/// Unlock condition of a badge. Every rule is a threshold over one aggregate.
#[derive(Debug, Clone, Copy, PartialEq, Eq)]
pub enum BadgeRule {
    WishlistCount(u32),
    LibraryCount(u32),
    /// At least `count` library entries added during the last `days` days.
    RecentLibraryCount { count: u32, days: u32 },
    AcceptedFriends(u32),
    HasAvatar,
}

#[derive(Debug, Clone, Copy, PartialEq, Eq)]
pub struct BadgeDefinition {
    pub code: &'static str,
    pub name: &'static str,
    pub description: &'static str,
    pub icon: &'static str,
    pub rule: BadgeRule,
}

/// Evaluation order of the badge engine. Seeded into the `badges` table at startup.
pub const CATALOG: &[BadgeDefinition] = &[
    BadgeDefinition {
        code: "WISH_1",
        name: "Dreamer",
        description: "Add a first book to your wishlist",
        icon: "wish-1",
        rule: BadgeRule::WishlistCount(1),
    },
    BadgeDefinition {
        code: "WISH_10",
        name: "Big Plans",
        description: "Keep 10 books on your wishlist",
        icon: "wish-10",
        rule: BadgeRule::WishlistCount(10),
    },
    BadgeDefinition {
        code: "READ_1",
        name: "First Chapter",
        description: "Add a first book to your library",
        icon: "read-1",
        rule: BadgeRule::LibraryCount(1),
    },
    BadgeDefinition {
        code: "READ_10",
        name: "Bookworm",
        description: "Have 10 books in your library",
        icon: "read-10",
        rule: BadgeRule::LibraryCount(10),
    },
    BadgeDefinition {
        code: "READ_50",
        name: "Librarian",
        description: "Have 50 books in your library",
        icon: "read-50",
        rule: BadgeRule::LibraryCount(50),
    },
    BadgeDefinition {
        code: "MONTHLY_5",
        name: "Marathon Reader",
        description: "Add 5 books to your library within 30 days",
        icon: "monthly-5",
        rule: BadgeRule::RecentLibraryCount { count: 5, days: 30 },
    },
    BadgeDefinition {
        code: "FRIEND_1",
        name: "Reading Buddy",
        description: "Make a first friend",
        icon: "friend-1",
        rule: BadgeRule::AcceptedFriends(1),
    },
    BadgeDefinition {
        code: "FRIEND_10",
        name: "Book Circle",
        description: "Have 10 friends",
        icon: "friend-10",
        rule: BadgeRule::AcceptedFriends(10),
    },
    BadgeDefinition {
        code: "AVATAR",
        name: "New Look",
        description: "Pick an avatar",
        icon: "avatar",
        rule: BadgeRule::HasAvatar,
    },
];
use chrono::{DateTime, Utc};
use serde::{Deserialize, Serialize};

use crate::models::{BookSnapshot, ClubRole, FriendStatus, NotificationKind};

// -- JWT Claims --

/// JWT claims issued at login and checked by the auth middleware.
#[derive(Debug, Clone, Serialize, Deserialize)]
pub struct Claims {
    pub sub: i64,
    pub login: String,
    pub exp: usize,
}

// -- Auth --

#[derive(Debug, Deserialize)]
#[serde(deny_unknown_fields)]
pub struct RegisterRequest {
    pub login: String,
    pub email: String,
    pub password: String,
}

#[derive(Debug, Serialize, Deserialize)]
pub struct RegisterResponse {
    pub user_id: i64,
}

#[derive(Debug, Deserialize)]
#[serde(deny_unknown_fields)]
pub struct LoginRequest {
    pub login: String,
    pub password: String,
}

#[derive(Debug, Serialize, Deserialize)]
pub struct LoginResponse {
    pub user_id: i64,
    pub login: String,
    pub token: String,
}

#[derive(Debug, Deserialize)]
#[serde(deny_unknown_fields)]
pub struct ActivateRequest {
    pub token: String,
}

#[derive(Debug, Deserialize)]
#[serde(deny_unknown_fields)]
pub struct PasswordResetRequest {
    pub email: String,
}

#[derive(Debug, Deserialize)]
#[serde(deny_unknown_fields)]
pub struct PasswordResetConfirm {
    pub token: String,
    pub password: String,
}

// -- Profile --

#[derive(Debug, Serialize, Deserialize)]
pub struct ProfileResponse {
    pub id: i64,
    pub login: String,
    pub email: String,
    pub avatar: Option<String>,
    pub created_at: DateTime<Utc>,
}

#[derive(Debug, Deserialize)]
#[serde(deny_unknown_fields)]
pub struct SetAvatarRequest {
    pub avatar: Option<String>,
}

#[derive(Debug, Clone, Serialize, Deserialize)]
pub struct BadgeResponse {
    pub code: String,
    pub name: String,
    pub description: String,
    pub icon: String,
    /// Missing for badges reported as freshly unlocked by the current request.
    pub unlocked_at: Option<DateTime<Utc>>,
}

/// Returned by every action that may unlock badges.
#[derive(Debug, Serialize, Deserialize)]
pub struct ActionResponse {
    pub ok: bool,
    pub new_badges: Vec<BadgeResponse>,
}

// -- Library / wishlist --

#[derive(Debug, Deserialize)]
#[serde(deny_unknown_fields)]
pub struct AddLibraryRequest {
    pub google_book_id: String,
    pub title: Option<String>,
    pub authors: Option<String>,
    pub thumbnail: Option<String>,
    pub rating: Option<u8>,
    pub comment: Option<String>,
}

#[derive(Debug, Deserialize)]
#[serde(deny_unknown_fields)]
pub struct UpdateLibraryRequest {
    pub rating: Option<u8>,
    pub comment: Option<String>,
}

#[derive(Debug, Deserialize)]
#[serde(deny_unknown_fields)]
pub struct AddWishlistRequest {
    pub google_book_id: String,
    pub title: Option<String>,
    pub authors: Option<String>,
    pub thumbnail: Option<String>,
}

#[derive(Debug, Serialize, Deserialize)]
pub struct LibraryEntryResponse {
    #[serde(flatten)]
    pub book: BookSnapshot,
    pub rating: Option<u8>,
    pub comment: Option<String>,
    pub added_at: DateTime<Utc>,
}

#[derive(Debug, Serialize, Deserialize)]
pub struct WishlistEntryResponse {
    #[serde(flatten)]
    pub book: BookSnapshot,
    pub added_at: DateTime<Utc>,
}

// -- Friends --

#[derive(Debug, Serialize, Deserialize)]
pub struct FriendResponse {
    pub user_id: i64,
    pub login: String,
    pub avatar: Option<String>,
    pub since: DateTime<Utc>,
}

#[derive(Debug, Serialize, Deserialize)]
pub struct FriendRequestsResponse {
    pub incoming: Vec<FriendResponse>,
    pub outgoing: Vec<FriendResponse>,
}

/// Relation between the caller and another user; `None` when there is none.
#[derive(Debug, Serialize, Deserialize)]
pub struct FriendStatusResponse {
    pub status: Option<FriendStatus>,
}

// -- Clubs --

#[derive(Debug, Deserialize)]
#[serde(deny_unknown_fields)]
pub struct CreateClubRequest {
    pub name: String,
    #[serde(default)]
    pub description: Option<String>,
}

#[derive(Debug, Serialize, Deserialize)]
pub struct ClubResponse {
    pub id: i64,
    pub owner_id: i64,
    pub name: String,
    pub description: Option<String>,
    pub role: ClubRole,
    pub created_at: DateTime<Utc>,
}

#[derive(Debug, Serialize, Deserialize)]
pub struct ClubDetailResponse {
    #[serde(flatten)]
    pub club: ClubResponse,
    /// Unread message notifications for this club just before the visit marked them read.
    pub unread_messages: usize,
}

#[derive(Debug, Serialize, Deserialize)]
pub struct MemberResponse {
    pub user_id: i64,
    pub login: String,
    pub avatar: Option<String>,
    pub role: ClubRole,
    pub joined_at: DateTime<Utc>,
}

/// Body of both the direct add-member and the invite endpoints.
#[derive(Debug, Deserialize)]
#[serde(deny_unknown_fields)]
pub struct TargetUserRequest {
    pub user_id: i64,
}

#[derive(Debug, Deserialize)]
#[serde(deny_unknown_fields)]
pub struct AddClubBookRequest {
    pub google_book_id: String,
}

#[derive(Debug, Serialize, Deserialize)]
pub struct ClubBookResponse {
    pub id: i64,
    pub google_book_id: String,
    pub added_by: i64,
    pub added_by_login: String,
    pub added_at: DateTime<Utc>,
    /// Sourced from the adder's library; null once they removed the book there.
    pub book: Option<BookSnapshot>,
}

#[derive(Debug, Deserialize)]
#[serde(deny_unknown_fields)]
pub struct PostMessageRequest {
    pub content: String,
}

#[derive(Debug, Serialize, Deserialize)]
pub struct MessageResponse {
    pub id: i64,
    pub club_id: i64,
    pub author_id: i64,
    pub author_login: String,
    pub content: String,
    pub created_at: DateTime<Utc>,
}

#[derive(Debug, Serialize, Deserialize)]
pub struct PostMessageResponse {
    pub message_id: i64,
    /// Members notified; zero when the fanout failed.
    pub notified: usize,
}

// -- Notifications --

#[derive(Debug, Serialize, Deserialize)]
pub struct NotificationResponse {
    pub id: i64,
    pub kind: NotificationKind,
    pub from_user_id: i64,
    pub from_login: String,
    pub club_id: Option<i64>,
    pub club_name: Option<String>,
    pub content: String,
    pub is_read: bool,
    pub created_at: DateTime<Utc>,
}

#[derive(Debug, Serialize, Deserialize)]
pub struct NotificationListResponse {
    pub unread: usize,
    pub notifications: Vec<NotificationResponse>,
}
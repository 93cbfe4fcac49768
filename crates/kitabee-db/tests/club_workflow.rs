use kitabee_db::Database;
use kitabee_db::notifications::FanoutOutcome;
use kitabee_types::models::{ClubRole, NotificationKind};

fn signup(db: &Database, login: &str) -> i64 {
    let (id, token) = db
        .create_user(login, &format!("{login}@example.com"), "hash")
        .unwrap()
        .unwrap();
    assert!(db.activate_user(&token).unwrap());
    id
}

#[test]
fn invite_accept_and_talk() {
    let db = Database::open_in_memory().unwrap();
    let owner = signup(&db, "owner");
    let x = signup(&db, "xavier");

    let club = db.create_club(owner, "Sci-Fi Club", None).unwrap().unwrap();
    let members = db.list_members(club, owner).unwrap().unwrap();
    assert_eq!(members.len(), 1);
    assert_eq!(members[0].role, ClubRole::Owner);

    assert!(db.invite_to_club(club, owner, x).unwrap());
    let invites = db.list_pending_invites(x).unwrap();
    assert_eq!(invites.len(), 1);
    assert_eq!(invites[0].kind, NotificationKind::ClubInvite);
    assert!(db.get_club(club, x).unwrap().is_none());

    assert!(db.accept_invite(x, club).unwrap());
    assert_eq!(db.get_club(club, x).unwrap().unwrap().role, ClubRole::Member);
    assert!(db.list_pending_invites(x).unwrap().is_empty());
    assert!(db.list_notifications(x, 10).unwrap()[0].is_read);

    let posted = db.post_message(club, owner, "Hello").unwrap().unwrap();
    assert_eq!(posted.fanout, FanoutOutcome::Delivered(1));
    assert_eq!(db.list_messages(club, x, 50).unwrap().unwrap().len(), 1);

    let for_x = db.list_notifications(x, 10).unwrap();
    let messages: Vec<_> = for_x
        .iter()
        .filter(|n| n.kind == NotificationKind::ClubMessage)
        .collect();
    assert_eq!(messages.len(), 1);
    assert_eq!(messages[0].content, "Hello");
    assert_eq!(messages[0].from_login, "owner");
    assert!(db.list_notifications(owner, 10).unwrap().is_empty());
    assert_eq!(db.unread_count(x).unwrap(), 1);

    let visit = db.open_club(club, x).unwrap().unwrap();
    assert_eq!(visit.unread_before, 1);
    assert_eq!(db.unread_count(x).unwrap(), 0);
}

#[test]
fn deleting_the_owner_account_removes_the_club() {
    let db = Database::open_in_memory().unwrap();
    let owner = signup(&db, "owner");
    let member = signup(&db, "member");
    let club = db.create_club(owner, "Sci-Fi Club", None).unwrap().unwrap();
    db.add_member(club, owner, member).unwrap();
    db.post_message(club, member, "bye").unwrap();

    assert!(db.delete_user(owner).unwrap());
    assert!(db.get_club(club, member).unwrap().is_none());
    assert!(db.list_clubs_for(member).unwrap().is_empty());
    assert!(db.list_notifications(member, 10).unwrap().is_empty());
}

#[test]
fn friendship_unlocks_badges_for_both_sides() {
    let db = Database::open_in_memory().unwrap();
    let a = signup(&db, "ada");
    let b = signup(&db, "bob");

    assert!(db.send_friend_request(a, b).unwrap());
    assert!(db.accept_friend_request(b, a).unwrap());

    for user in [a, b] {
        let fresh: Vec<_> = db
            .evaluate_and_unlock(user)
            .unwrap()
            .iter()
            .map(|badge| badge.code)
            .collect();
        assert_eq!(fresh, ["FRIEND_1"]);
    }
    assert_eq!(db.list_user_badges(a).unwrap()[0].code, "FRIEND_1");
}
use thiserror::Error;

/// Errors returned while decoding a match-info byte stream.
///
/// Every variant is fatal for the file being decoded: there is no partial
/// record. Offsets are byte positions from the start of the stream.
///
/// # Examples
/// ```
/// use demoinfo_core::DecodeError;
///
/// let err = DecodeError::UnknownTag { tag: 0xff, offset: 12 };
/// assert!(err.to_string().contains("unknown tag 0xff"));
/// ```
#[derive(Debug, Clone, PartialEq, Eq, Error)]
pub enum DecodeError {
    #[error("truncated stream at offset {offset}: need {needed} bytes, got {available}")]
    TruncatedStream {
        offset: usize,
        needed: usize,
        available: usize,
    },
    #[error("unexpected tag at offset {offset}: expected {expected:#04x}, got {actual:#04x}")]
    UnexpectedTag {
        expected: u8,
        actual: u8,
        offset: usize,
    },
    #[error("unknown tag {tag:#04x} at offset {offset}")]
    UnknownTag { tag: u8, offset: usize },
    #[error(
        "slot overflow for tag {tag:#04x} at offset {offset}: slot {slot} exceeds capacity {capacity}"
    )]
    SlotOverflow {
        tag: u8,
        slot: usize,
        capacity: usize,
        offset: usize,
    },
    #[error("timestamp out of range at offset {offset}: {value}")]
    TimestampOutOfRange { value: i64, offset: usize },
}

» **Exercise brief**: Show the lines of the material that contain the word "actual".

» **Exercise result**:
    #[error("unexpected tag at offset {offset}: expected {expected:#04x}, got {actual:#04x}")]
        actual: u8,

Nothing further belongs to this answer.